Теперь же, спустя многие годы, увидев вживую эту архитектурную мешанину, я не нахожу ее шокирующей, даже наоборот, меня с головы до ног наполняет благоговейный трепет. Солнце, появившись последний раз из-за кулис под оглушительный аплодисменты, благодарно простирает руки-лучи, поглаживая мягкими золотистыми ладонями купола дворца Доджей. Эта картинка так же неминуемо обязывает к романтике как коробка конфет и бутылка шампанского, как доблестное вызволение из лап злодеев, как пресловутые свечи за ужином. Потому на площади то там, то тут мелькают наглотавшиеся этого пьянящего воздуха склеившиеся ладонями и губами влюбленные парочки. Основной поток туристов-однодневок, запасясь открытками и нашлепками на холодильник, схлынул, оставив Венецию уставшей и опустошенной, какой бывает женщина после затяжного акта любви, удовольствие от которого она получала лишь первые десять минут, а остальные полтора часа терпеливо ждала, пока насытится мужчина.
— Купите розу, — предлагает восточного вида торговец самозабвенно скрутившимся в объятиях англичанам.
Нас он обходит стороной, не усмотрев в наших развернутых в разные стороны взглядах искры, способной воспламенить сердце и мозг и заставить спонтанно приобрести полузавявший цветок. Меня пронимает зависть к этим незнакомым счастливцам и досада на Марко, на себя и на господа Бога, который всегда во всех бедах оказывается крайним.

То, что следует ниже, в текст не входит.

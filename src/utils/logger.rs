//! Logging Infrastructure
//!
//! Structured logging setup with support for both development and production environments.

use std::path::Path;

use tracing_subscriber::EnvFilter;

/// Initialize the logger
pub fn init_logger() {
    init_logger_with_file(None, None);
}

/// Initialize the logger with optional file output.
///
/// The filter comes from `RUST_LOG` when set; otherwise the given level
/// (default `info`) applies globally.
pub fn init_logger_with_file(log_level: Option<&str>, log_dir: Option<&str>) {
    let filter = EnvFilter::try_from_default_env()
        .or_else(|_| EnvFilter::try_new(log_level.unwrap_or("info")))
        .unwrap_or_else(|_| EnvFilter::new("info"));

    let subscriber = tracing_subscriber::fmt()
        .with_env_filter(filter)
        .with_file(false)
        .with_line_number(false)
        .with_thread_ids(false)
        .with_target(false);

    // Add file output if log_dir is provided
    if let Some(dir) = log_dir {
        let log_path = Path::new(dir);
        if log_path.exists()
            && let Some(dir_str) = log_path.to_str()
        {
            let file_appender = tracing_appender::rolling::daily(dir_str, "takeout-admin");
            subscriber.with_writer(file_appender).init();
            return;
        }
    }

    subscriber.init();
}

— Ну, что, пойдем ужинать? — вопрошает Марко с интонацией мужчины, целый день протаскавшегося следом за женой по ненавистным бутикам.
Мы бредем по полутемным, пропитанным вечерней влажностью улочкам рядом, но не вместе, как два параллельные прямые, что никогда не пересекаются. Ресторан под названием Венецианское Бистро находится недалеко от Сан Марко. Я усаживаюсь за обернутый белоснежной скатертью столик. Марко о чем-то бегло чирикает с официантом. Я разглядываю богатое меню, ощущая, как пробуждается съежившийся желудок и расправляет свою широкую, прожорливую пасть. Мы с ним останавливаем выбор на ризотто с грибами.
— И это все? Ризотто это только антипасти! — дивится Марко.
В то время как у французов это рисовое блюдо является ключевым в трехзвенной цепочке etrée-plat-dessert, гурманы итальянцы считают его вступлением, готовящим желудок к более аппетитной и сытной развязке. Сам Марко берет салат, таглиони и еще какое-то мясо. Я вожу взглядом по его просторной рубашке, пытаясь угадать, куда после проглатывания отправится все это изобилие. К заказу итальянец прибавляет бутылку белого вина. Глядя на струящуюся в бокалы золотистую жидкость, я вспоминаю анекдот про уродливую девушку, которая на свидание ходила со своей водкой. Может, после пары-тройки бокалов Марко покажется мне симпатичнее? Сомнительно, конечно.
— Ты рассказала кому-нибудь обо мне? — интересуется Урфин, промокнув губы в вине.
— Неа.
И правильно сделала. Потом пришлось бы краснеть и заминать ответ на многочисленные «Ну как он?».
— Даже маме?
— Даже маме. Мы не очень близки. Созваниваемся раз в неделю. Или в две.
— У нас в Италии между родственниками обычно более тесные связи.
У нас обычно тоже. Но не рассказывать же некрасивому чужому Марко про тяжелый спутанный комок наших с мамой взаимоотношений.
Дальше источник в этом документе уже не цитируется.